# Exercise description:
Exactly the lines from the start of the data through the line containing "let mut change = PmlChange::of(PmlChangeType::SlideDeleted);" should be output, with both ends kept and nothing added.

Data excerpts:
■ ■ ■ ■ ■ ■ ■

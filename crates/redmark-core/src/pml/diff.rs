//! Presentation diff engine: slide-level structure, then per-slide shape
//! matching and type-specific content comparison.

use super::settings::PmlComparerSettings;
use super::shape_match::match_shapes;
use super::signatures::{PresentationSignature, ShapeKind, ShapeSignature, SlideSignature};
use super::slide_match::match_slides;
use super::types::{PmlChange, PmlChangeType};
use crate::cancel::CancelToken;
use crate::error::Result;

pub fn compute_diff(
    sig1: &PresentationSignature,
    sig2: &PresentationSignature,
    settings: &PmlComparerSettings,
    cancel: &CancelToken,
) -> Result<Vec<PmlChange>> {
    let mut changes = Vec::new();

    if (sig1.slide_cx, sig1.slide_cy) != (sig2.slide_cx, sig2.slide_cy) {
        let mut change = PmlChange::of(PmlChangeType::SlideSizeChanged);
        change.old_value = Some(format!("{}x{}", sig1.slide_cx, sig1.slide_cy));
        change.new_value = Some(format!("{}x{}", sig2.slide_cx, sig2.slide_cy));
        changes.push(change);
    }

    if !settings.compare_slide_structure {
        return Ok(changes);
    }

    let outcome = match_slides(sig1, sig2, settings);

    for &li in &outcome.deleted {
        let mut change = PmlChange::of(PmlChangeType::SlideDeleted);
        change.old_slide_index = Some(sig1.slides[li].index);
        changes.push(change);
    }
    for &ri in &outcome.inserted {
        let mut change = PmlChange::of(PmlChangeType::SlideInserted);
        change.slide_index = Some(sig2.slides[ri].index);
        changes.push(change);
    }
    for pair in &outcome.moved {
        let mut change = PmlChange::of(PmlChangeType::SlideMoved);
        change.old_slide_index = Some(sig1.slides[pair.left].index);
        change.slide_index = Some(sig2.slides[pair.right].index);
        changes.push(change);
    }

    let mut pairs = outcome.pairs.clone();
    pairs.sort_by_key(|p| p.right);
    for pair in pairs {
        cancel.check()?;
        diff_slide_pair(
            &sig1.slides[pair.left],
            &sig2.slides[pair.right],
            settings,
            &mut changes,
        );
    }

    Ok(changes)
}

fn diff_slide_pair(
    left: &SlideSignature,
    right: &SlideSignature,
    settings: &PmlComparerSettings,
    changes: &mut Vec<PmlChange>,
) {
    let slide_index = right.index;

    if left.layout_hash != right.layout_hash {
        let mut change = PmlChange::of(PmlChangeType::SlideLayoutChanged);
        change.slide_index = Some(slide_index);
        change.old_slide_index = Some(left.index);
        changes.push(change);
    }
    if left.background_hash != right.background_hash {
        let mut change = PmlChange::of(PmlChangeType::SlideBackgroundChanged);
        change.slide_index = Some(slide_index);
        changes.push(change);
    }
    if settings.compare_transitions && left.transition_hash != right.transition_hash {
        let mut change = PmlChange::of(PmlChangeType::SlideTransitionChanged);
        change.slide_index = Some(slide_index);
        changes.push(change);
    }
    if settings.compare_notes && left.notes_text != right.notes_text {
        let mut change = PmlChange::of(PmlChangeType::SlideNotesChanged);
        change.slide_index = Some(slide_index);
        change.old_value = left.notes_text.clone();
        change.new_value = right.notes_text.clone();
        changes.push(change);
    }

    if settings.compare_shape_structure {
        diff_shape_lists(&left.shapes, &right.shapes, slide_index, settings, changes);
    }
}

fn diff_shape_lists(
    shapes1: &[ShapeSignature],
    shapes2: &[ShapeSignature],
    slide_index: usize,
    settings: &PmlComparerSettings,
    changes: &mut Vec<PmlChange>,
) {
    let outcome = match_shapes(shapes1, shapes2, settings);

    for &li in &outcome.deleted {
        let shape = &shapes1[li];
        let mut change = PmlChange::of(PmlChangeType::ShapeDeleted);
        change.slide_index = Some(slide_index);
        change.shape_name = Some(shape.name.clone());
        change.shape_id = Some(shape.id);
        if let Some(t) = &shape.transform {
            change.old_x = Some(t.x);
            change.old_y = Some(t.y);
            change.old_cx = Some(t.cx);
            change.old_cy = Some(t.cy);
        }
        changes.push(change);
    }
    for &ri in &outcome.inserted {
        let shape = &shapes2[ri];
        let mut change = PmlChange::of(PmlChangeType::ShapeInserted);
        change.slide_index = Some(slide_index);
        change.shape_name = Some(shape.name.clone());
        change.shape_id = Some(shape.id);
        if let Some(t) = &shape.transform {
            change.new_x = Some(t.x);
            change.new_y = Some(t.y);
            change.new_cx = Some(t.cx);
            change.new_cy = Some(t.cy);
        }
        changes.push(change);
    }

    for pair in &outcome.pairs {
        diff_matched_shape(
            &shapes1[pair.left],
            &shapes2[pair.right],
            slide_index,
            pair.confidence,
            settings,
            changes,
        );
    }
}

fn diff_matched_shape(
    left: &ShapeSignature,
    right: &ShapeSignature,
    slide_index: usize,
    confidence: f64,
    settings: &PmlComparerSettings,
    changes: &mut Vec<PmlChange>,
) {
    let base = |kind: PmlChangeType| {
        let mut change = PmlChange::of(kind);
        change.slide_index = Some(slide_index);
        change.shape_name = Some(right.name.clone());
        change.shape_id = Some(right.id);
        change.match_confidence = Some(confidence);
        change
    };

    if settings.compare_shape_transforms {
        if let (Some(t1), Some(t2)) = (&left.transform, &right.transform) {
            let moved = (t1.x - t2.x).abs() > settings.position_tolerance
                || (t1.y - t2.y).abs() > settings.position_tolerance;
            if moved {
                let mut change = base(PmlChangeType::ShapeMoved);
                change.old_x = Some(t1.x);
                change.old_y = Some(t1.y);
                change.new_x = Some(t2.x);
                change.new_y = Some(t2.y);
                changes.push(change);
            }

            let resized = (t1.cx - t2.cx).abs() > settings.position_tolerance
                || (t1.cy - t2.cy).abs() > settings.position_tolerance;
            if resized {
                let mut change = base(PmlChangeType::ShapeResized);
                change.old_cx = Some(t1.cx);
                change.old_cy = Some(t1.cy);
                change.new_cx = Some(t2.cx);
                change.new_cy = Some(t2.cy);
                changes.push(change);
            }

            if t1.rotation != t2.rotation {
                let mut change = base(PmlChangeType::ShapeRotated);
                change.old_value = Some(t1.rotation.to_string());
                change.new_value = Some(t2.rotation.to_string());
                changes.push(change);
            }
        }
    }

    if left.z_order != right.z_order {
        let mut change = base(PmlChangeType::ShapeZOrderChanged);
        change.old_value = Some(left.z_order.to_string());
        change.new_value = Some(right.z_order.to_string());
        changes.push(change);
    }

    match (&left.text_body, &right.text_body) {
        (Some(b1), Some(b2)) => {
            if settings.compare_text_content && b1.plain_text != b2.plain_text {
                let mut change = base(PmlChangeType::TextChanged);
                change.old_value = Some(b1.plain_text.clone());
                change.new_value = Some(b2.plain_text.clone());
                changes.push(change);
            } else if settings.compare_text_formatting
                && b1.formatting_fingerprint() != b2.formatting_fingerprint()
            {
                changes.push(base(PmlChangeType::TextFormattingChanged));
            }
        }
        (Some(b1), None) if settings.compare_text_content && !b1.plain_text.is_empty() => {
            let mut change = base(PmlChangeType::TextChanged);
            change.old_value = Some(b1.plain_text.clone());
            changes.push(change);
        }
        (None, Some(b2)) if settings.compare_text_content && !b2.plain_text.is_empty() => {
            let mut change = base(PmlChangeType::TextChanged);
            change.new_value = Some(b2.plain_text.clone());
            changes.push(change);
        }
        _ => {}
    }

    if settings.compare_image_content
        && left.kind == ShapeKind::Picture
        && left.image_hash != right.image_hash
    {
        changes.push(base(PmlChangeType::ImageReplaced));
    }
    if settings.compare_tables
        && left.kind == ShapeKind::Table
        && left.table_hash != right.table_hash
    {
        changes.push(base(PmlChangeType::TableContentChanged));
    }
    if settings.compare_charts
        && left.kind == ShapeKind::Chart
        && left.chart_hash != right.chart_hash
    {
        changes.push(base(PmlChangeType::ChartDataChanged));
    }
    if settings.compare_shape_styles && left.style_hash != right.style_hash {
        changes.push(base(PmlChangeType::ShapeStyleChanged));
    }

    // Groups recurse into their children with the same matching rules.
    if let (Some(children1), Some(children2)) = (&left.children, &right.children) {
        diff_shape_lists(children1, children2, slide_index, settings, changes);
    }
}

#[cfg(test)]
mod tests {
    use super::*;
    use super::super::signatures::{TextBodySignature, Transform};
    use crate::hash::sha256_hex_str;

    fn textbox(id: u32, name: &str, text: &str, x: i64, y: i64) -> ShapeSignature {
        ShapeSignature {
            id,
            name: name.to_string(),
            kind: ShapeKind::TextBox,
            placeholder: None,
            z_order: 0,
            transform: Some(Transform {
                x,
                y,
                cx: 5000,
                cy: 5000,
                ..Transform::default()
            }),
            geometry_hash: None,
            text_body: Some(TextBodySignature {
                paragraphs: Vec::new(),
                plain_text: text.to_string(),
            }),
            image_hash: None,
            table_hash: None,
            chart_hash: None,
            style_hash: None,
            children: None,
            content_hash: sha256_hex_str(text),
        }
    }

    fn one_slide_deck(shapes: Vec<ShapeSignature>) -> PresentationSignature {
        let slide = SlideSignature {
            index: 1,
            part_uri: "ppt/slides/slide1.xml".to_string(),
            layout_hash: None,
            background_hash: None,
            transition_hash: None,
            title_text: Some("Only slide".to_string()),
            notes_text: None,
            content_hash: sha256_hex_str("deck"),
            shapes,
        };
        PresentationSignature {
            slide_cx: 9144000,
            slide_cy: 6858000,
            slides: vec![slide],
        }
    }

    #[test]
    fn move_below_tolerance_is_silent() {
        // |dx| = 2000 EMU, far under the default 91440 tolerance.
        let a = one_slide_deck(vec![textbox(1, "TextBox 1", "hello", 1000, 1000)]);
        let b = one_slide_deck(vec![textbox(1, "TextBox 1", "hello", 3000, 1000)]);
        let changes = compute_diff(
            &a,
            &b,
            &PmlComparerSettings::default(),
            &CancelToken::new(),
        )
        .unwrap();
        assert!(changes.is_empty());
    }

    #[test]
    fn move_beyond_tolerance_is_reported_with_coordinates() {
        let a = one_slide_deck(vec![textbox(1, "TextBox 1", "hello", 1000, 1000)]);
        let b = one_slide_deck(vec![textbox(1, "TextBox 1", "hello", 3000, 1000)]);
        let settings = PmlComparerSettings::new().with_position_tolerance(1000);
        let changes = compute_diff(&a, &b, &settings, &CancelToken::new()).unwrap();
        assert_eq!(changes.len(), 1);
        assert_eq!(changes[0].kind(), PmlChangeType::ShapeMoved);
        assert_eq!(changes[0].old_x, Some(1000));
        assert_eq!(changes[0].new_x, Some(3000));
    }

    #[test]
    fn text_change_is_reported() {
        let a = one_slide_deck(vec![textbox(1, "TextBox 1", "old words", 0, 0)]);
        let b = one_slide_deck(vec![textbox(1, "TextBox 1", "new words", 0, 0)]);
        let changes = compute_diff(
            &a,
            &b,
            &PmlComparerSettings::default(),
            &CancelToken::new(),
        )
        .unwrap();
        assert_eq!(changes.len(), 1);
        assert_eq!(changes[0].kind(), PmlChangeType::TextChanged);
        assert_eq!(changes[0].old_value.as_deref(), Some("old words"));
        assert_eq!(changes[0].new_value.as_deref(), Some("new words"));
    }

    #[test]
    fn slide_size_change_is_reported() {
        let a = one_slide_deck(vec![]);
        let mut b = one_slide_deck(vec![]);
        b.slide_cx = 12192000;
        let changes = compute_diff(
            &a,
            &b,
            &PmlComparerSettings::default(),
            &CancelToken::new(),
        )
        .unwrap();
        assert!(changes
            .iter()
            .any(|c| c.kind() == PmlChangeType::SlideSizeChanged));
    }
}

■ ■ ■ ■ ■ ■ ■

# Output below:
filename crates/redmark-core/src/pml/diff.rs
//! Presentation diff engine: slide-level structure, then per-slide shape
//! matching and type-specific content comparison.

use super::settings::PmlComparerSettings;
use super::shape_match::match_shapes;
use super::signatures::{PresentationSignature, ShapeKind, ShapeSignature, SlideSignature};
use super::slide_match::match_slides;
use super::types::{PmlChange, PmlChangeType};
use crate::cancel::CancelToken;
use crate::error::Result;

pub fn compute_diff(
    sig1: &PresentationSignature,
    sig2: &PresentationSignature,
    settings: &PmlComparerSettings,
    cancel: &CancelToken,
) -> Result<Vec<PmlChange>> {
    let mut changes = Vec::new();

    if (sig1.slide_cx, sig1.slide_cy) != (sig2.slide_cx, sig2.slide_cy) {
        let mut change = PmlChange::of(PmlChangeType::SlideSizeChanged);
        change.old_value = Some(format!("{}x{}", sig1.slide_cx, sig1.slide_cy));
        change.new_value = Some(format!("{}x{}", sig2.slide_cx, sig2.slide_cy));
        changes.push(change);
    }

    if !settings.compare_slide_structure {
        return Ok(changes);
    }

    let outcome = match_slides(sig1, sig2, settings);

    for &li in &outcome.deleted {
        let mut change = PmlChange::of(PmlChangeType::SlideDeleted);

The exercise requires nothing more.